DIE 7 PROGRAMMHEFTE DER BAYREUTHER FESTSPIELE 1988

"Writers on the »Ring«": (A Survey; Translation)

Baka István
Budapest
Hungary
  
  
I have yet to see the Ring on a proper stage – there has as yet been no possibility of doing so in the town where I live – but I have often performed it in the "theatre of my soul” through radio broadcasts and sound recordings. This mental stage is both more and less than the real one, which is why the Nibelung tetralogy is above all a kind of absolute music for me, and only secondarily theatre musik. As absolute musik I consider it one of the highest achievements of the human spirit, worthy of standing alongside Bach's St Matthew Passion, Liszt's oratorio Christus, and Mahler's Eighth Symphony.

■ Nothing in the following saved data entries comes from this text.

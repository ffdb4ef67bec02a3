use async_trait::async_trait;
use reqwest::header::ACCEPT;
use reqwest::Client;
use serde_json::Value;
use tracing::debug;

use crate::address::Address;
use crate::config::Config;
use crate::error::FetchError;

/// Source of JSON documents by address. `null` bodies come back as
/// `Ok(Value::Null)`, they are not errors.
#[async_trait(?Send)]
pub trait Transport {
    async fn get_json(&self, address: &Address) -> Result<Value, FetchError>;
}

pub struct HttpTransport {
    client: Client,
}

impl HttpTransport {
    pub fn new(config: &Config) -> Result<Self, reqwest::Error> {
        let mut builder = Client::builder().user_agent(config.user_agent.clone());

        // No timeout unless one is configured
        if let Some(timeout) = config.request_timeout {
            builder = builder.timeout(timeout);
        }

        Ok(Self::with_client(builder.build()?))
    }

    pub fn with_client(client: Client) -> Self {
        Self { client }
    }
}

#[async_trait(?Send)]
impl Transport for HttpTransport {
    async fn get_json(&self, address: &Address) -> Result<Value, FetchError> {
        debug!("GET {}", address);

        let response = self
            .client
            .get(address.as_str())
            .header(ACCEPT, "application/json")
            .send()
            .await
            .map_err(|e| FetchError::Network {
                address: address.clone(),
                message: e.to_string(),
            })?;

        let status = response.status();
        if !status.is_success() {
            return Err(FetchError::Status {
                address: address.clone(),
                status: status.as_u16(),
            });
        }

        response.json::<Value>().await.map_err(|e| {
            if e.is_decode() {
                FetchError::Malformed {
                    address: address.clone(),
                    message: e.to_string(),
                }
            } else {
                FetchError::Network {
                    address: address.clone(),
                    message: e.to_string(),
                }
            }
        })
    }
}
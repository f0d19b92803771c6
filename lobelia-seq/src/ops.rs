//! The record capability set.
//!
//! [`SeqOps`] is the contract every record variant satisfies on top of the
//! core [`Symbols`]/[`Named`]/[`Render`] traits. Generic callers written
//! against `SeqOps` work with any variant; a variant that does not override
//! an operation delegates to its embedded base record.

use std::ops::Range;

use lobelia_core::{LobeliaError, Named, Render, Result, Symbols};

/// Transforming operations shared by all record variants.
///
/// `length` is [`Symbols::len`] and rendering is [`Render::render`]; the
/// methods here return a fresh record of the same variant and never modify
/// the receiver.
pub trait SeqOps: Symbols + Named + Render + Sized {
    /// Return the record with its symbols reversed and its name suffixed
    /// `--reversed`. The alphabet is preserved and the result re-validated.
    fn reverse(&self) -> Result<Self>;

    /// Return the record restricted to `range`.
    ///
    /// Ranges are zero-based and half-open: `0..3` selects the first three
    /// symbols. Fails with [`LobeliaError::Index`] when the range reaches
    /// past the payload, leaving the receiver untouched.
    fn subseq(&self, range: Range<usize>) -> Result<Self>;
}

/// Check a half-open range against a payload length.
pub(crate) fn check_range(range: &Range<usize>, len: usize) -> Result<()> {
    if range.start > range.end {
        return Err(LobeliaError::Index(format!(
            "range start {} is past range end {}",
            range.start, range.end
        )));
    }
    if range.end > len {
        return Err(LobeliaError::Index(format!(
            "range end {} is past record length {}",
            range.end, len
        )));
    }
    Ok(())
}

#[cfg(test)]
mod tests {
    use super::*;

    #[test]
    fn in_bounds_ranges_accepted() {
        assert!(check_range(&(0..3), 5).is_ok());
        assert!(check_range(&(0..0), 0).is_ok());
        assert!(check_range(&(5..5), 5).is_ok());
    }

    #[test]
    fn end_past_length_rejected() {
        let err = check_range(&(0..6), 5).unwrap_err();
        assert!(matches!(err, LobeliaError::Index(_)));
    }

    #[test]
    fn inverted_range_rejected() {
        let err = check_range(&(3..1), 5).unwrap_err();
        assert!(matches!(err, LobeliaError::Index(_)));
    }
}
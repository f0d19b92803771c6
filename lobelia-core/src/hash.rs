//! SHA-256 hashing for record content addressing.

use sha2::{Digest, Sha256};

/// Calculate the SHA-256 hash of in-memory data.
pub fn sha256(data: &[u8]) -> String {
    let mut hasher = Sha256::new();
    hasher.update(data);
    hex::encode(hasher.finalize())
}

#[cfg(test)]
mod tests {
    use super::*;

    #[test]
    fn empty_input_known_digest() {
        assert_eq!(
            sha256(b""),
            "e3b0c44298fc1c149afbf4c8996fb92427ae41e4649b934ca495991b7852b855"
        );
    }

    #[test]
    fn deterministic_and_content_sensitive() {
        assert_eq!(sha256(b"ACGT"), sha256(b"ACGT"));
        assert_ne!(sha256(b"ACGT"), sha256(b"TGCA"));
    }
}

Until very recently Hungarian culture had to struggle to maintain its indenpendence in the face of the lowering presence of German culture, and it needed Bartók's act of liberation before we could observe our enthusiasm objectively. And the time for that objective reassessment came about through the triumph of Béla Bartók, a man who – in many respects – was anti-Wagnerian. My enthusiasm for the mythically German Wagner or for the popular and intellectual Austrian Mahler is in no way opposed to that idea of Hungarian nationalism wich is embodied for me by Bartók and the later Liszt, a composer no longer understood by his brillant son-in-law. But the Nibelungenlied is just as important and dear to me as the Finnish Kalevala or the cycle of Hungarian legends that has grown up around the figure of the Hunnish ruler King Attila – or Etzel as he is known and honoured in the Nibelungenlied – a cycle in wich an age-old Europe is immortalised from before the time of classical antiquity and Christianity. In Wagner 's tetralogy this barbaric primeval state is brought to life with elemental force and revived, moreover, in a way that anticipates similar attempts in the twentieth century on the part of composers like Stravinsky and Bartók.
What I find problematical about this music is that it is not content with merely pleasing me: it also stirves to suborn and assimilate me, so that, in order to preserve my identity, I often have to turn away from it, or else seek an "antidote” by listening to the puritanical works of the older Liszt, works which pursue a wholly different course.